To place these results in context, species trees for the same species datasets were also inferred with a number of leading methods for species tree inference (Supplemental File S1 Table S2). This set comprised ASTRAL (Mirarab and Warnow 2015), Concatenated MSA (CMSA), NJst (Liu and Yu 2011) and Guenomu (Martins, et al. 2016). Each method was run using best practice approaches for these methods (see Methods). The species tree produced by STAG agreed with the published species tree more frequently than any of the other methods (Figure 4, Table 4). Moreover, the median and mean Robinson-Foulds distance between the STAG consensus species tree and the published species tree was lower than for any other method (Figure 4, Table 4). An example tree where all of the tested methods disagree is provided in Figure 5. Here, partitions that are incorrect in the STAG consensus species tree receive low support values in contrast to the other tested methods (Figure 5).
Box plots for the Robinson-Foulds (RF) distance between the literature-derived species tree and the species trees inferred by each of the tested methods across the 12 biological datasets. The dots give the individual RF distances for each of the 12 datasets.
The species trees inferred for the metazoa dataset by A) STAG B) CMSA C) NJst D) ASTRAL. Branch lengths are in A-B) substitutions per site or C-D) coalescent units. Bipartition support values are colour-coded next to each branch for those methods returning support values. A scale for the colour coding is provided in the figure.
Branch lengths obtained from STAG consensus trees are comparable to those obtained concatenated multiple sequence alignments
Given that STAG performed well on the tree topological tests described above it was investigated whether the branch lengths of the STAG consensus trees accurately represented molecular phylogenetic distances between species. To provide an unbiased comparison, only the species trees where all methods were correct and thus had 100% agreement on topology were analysed (Figure 6). The branch lengths obtained from STAG consensus trees correlate well with those produced by other methods (mean r2 = 0.72), and are essentially identical to those produced using concatenated multiple sequence alignments (r2 = 0.99, p = 10−77, Figure 6 & Supplemental File S1 Table S3). Thus branch lengths provided by STAG consensus trees are suitable for use in downstream analyses such as ancestral state reconstruction or time calibration.

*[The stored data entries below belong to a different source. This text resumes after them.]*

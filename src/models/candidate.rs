use chrono::NaiveDate;
use serde::{Deserialize, Serialize};
use std::str::FromStr;
use uuid::Uuid;

/// Pipeline stage of a candidate. The set is closed; arbitrary strings are
/// unrepresentable and every move between stages goes through
/// [`CandidateStatus::can_transition_to`].
#[derive(Debug, Clone, Copy, PartialEq, Eq, Serialize, Deserialize)]
#[serde(rename_all = "snake_case")]
pub enum CandidateStatus {
    Pending,
    Screened,
    InterviewScheduled,
    PrescreenScheduled,
    EmailSent,
    Hired,
    Rejected,
}

impl CandidateStatus {
    pub fn as_str(&self) -> &'static str {
        match self {
            CandidateStatus::Pending => "pending",
            CandidateStatus::Screened => "screened",
            CandidateStatus::InterviewScheduled => "interview_scheduled",
            CandidateStatus::PrescreenScheduled => "prescreen_scheduled",
            CandidateStatus::EmailSent => "email_sent",
            CandidateStatus::Hired => "hired",
            CandidateStatus::Rejected => "rejected",
        }
    }

    pub fn is_terminal(&self) -> bool {
        matches!(self, CandidateStatus::Hired | CandidateStatus::Rejected)
    }

    /// Pipeline order: pending -> screened -> {interview_scheduled |
    /// prescreen_scheduled | email_sent} -> {hired | rejected}.
    /// Same-stage writes are no-ops; rejection is reachable from any
    /// non-terminal stage.
    pub fn can_transition_to(&self, next: CandidateStatus) -> bool {
        if *self == next {
            return true;
        }
        match (self, next) {
            (CandidateStatus::Pending, CandidateStatus::Screened) => true,
            (
                CandidateStatus::Screened,
                CandidateStatus::InterviewScheduled
                | CandidateStatus::PrescreenScheduled
                | CandidateStatus::EmailSent,
            ) => true,
            (
                CandidateStatus::InterviewScheduled
                | CandidateStatus::PrescreenScheduled
                | CandidateStatus::EmailSent,
                CandidateStatus::Hired,
            ) => true,
            (current, CandidateStatus::Rejected) if !current.is_terminal() => true,
            _ => false,
        }
    }
}

impl FromStr for CandidateStatus {
    type Err = String;

    fn from_str(s: &str) -> Result<Self, Self::Err> {
        match s {
            "pending" => Ok(CandidateStatus::Pending),
            "screened" => Ok(CandidateStatus::Screened),
            "interview_scheduled" => Ok(CandidateStatus::InterviewScheduled),
            "prescreen_scheduled" => Ok(CandidateStatus::PrescreenScheduled),
            "email_sent" => Ok(CandidateStatus::EmailSent),
            "hired" => Ok(CandidateStatus::Hired),
            "rejected" => Ok(CandidateStatus::Rejected),
            other => Err(format!("unknown candidate status: {}", other)),
        }
    }
}

impl std::fmt::Display for CandidateStatus {
    fn fmt(&self, f: &mut std::fmt::Formatter<'_>) -> std::fmt::Result {
        f.write_str(self.as_str())
    }
}

/// Categorical screening outcome, distinct from the pipeline stage.
#[derive(Debug, Clone, Copy, PartialEq, Eq, Serialize, Deserialize)]
#[serde(rename_all = "kebab-case")]
pub enum Recommendation {
    Interview,
    OnHold,
    Reject,
}

impl Recommendation {
    pub fn as_str(&self) -> &'static str {
        match self {
            Recommendation::Interview => "interview",
            Recommendation::OnHold => "on-hold",
            Recommendation::Reject => "reject",
        }
    }
}

impl FromStr for Recommendation {
    type Err = String;

    fn from_str(s: &str) -> Result<Self, Self::Err> {
        match s {
            "interview" => Ok(Recommendation::Interview),
            "on-hold" => Ok(Recommendation::OnHold),
            "reject" => Ok(Recommendation::Reject),
            other => Err(format!("unknown recommendation: {}", other)),
        }
    }
}

impl std::fmt::Display for Recommendation {
    fn fmt(&self, f: &mut std::fmt::Formatter<'_>) -> std::fmt::Result {
        f.write_str(self.as_str())
    }
}

/// `last_updated` is stamped to the current date on every mutation,
/// whatever the fields touched.
#[derive(Debug, Clone, Serialize, Deserialize)]
pub struct Candidate {
    pub id: Uuid,
    pub job_id: Uuid,
    pub name: String,
    pub email: String,
    pub phone: Option<String>,
    pub resume_score: Option<i32>,
    pub rationale: Option<String>,
    pub recommendation: Option<Recommendation>,
    pub status: CandidateStatus,
    pub applied_date: NaiveDate,
    pub last_updated: NaiveDate,
}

Correlation between the branch lengths returned by STAG, CMSA, ASTRAL & NJst for the datasets for which all four methods returned the same (correct) species tree topology. Line of best fit is for the linear least-squares regression, with the r2 value given above each plot.
STAG is fast and efficient
To demonstrate the performance characteristics of STAG the time and RAM usage across the 12 species datasets was analysed. The maximum time and RAM usage for STAG to infer a consensus species tree on a single core of a conventional desktop computer was 95.1 seconds and 0.12 GB respectively (Table 5). Across the 12 datasets the run time was linearly dependent on the number of species and number of trees being analysed (Supplemental File S1 Figure S1). Similar the RAM requirements were linearly dependent on the number of species (Supplemental File S1 Figure S1).
Discussion
With fully sequenced genomes available for many species, there is abundant sequence data from which to infer species trees. However, the majority of species tree inference methods are restricted to use one-to-one orthologous sequences that are present in all species in the analysis. Such groups of sequences are available only if gene duplication or loss has not occurred during the divergence of that gene family. In this work it is shown that such one-to-one orthogroups are comparatively rare in real biological datasets, and become rarer as species tree length increases (a product of increased divergence time and increased species sampling). We presented a novel method called STAG (Species Tree inference from All Genes). The method constructs a consensus species tree from trees from all orthogrous in which all species are present, irrespective of the gene copy number per-species in the orthogroup. On real species datasets STAG out-performed species trees inferred by comparable methods such as ASTRAL, NJst, and Guenomu as well as maximum likelihood trees inferred from concatenated multiple sequence alignments (CMSA).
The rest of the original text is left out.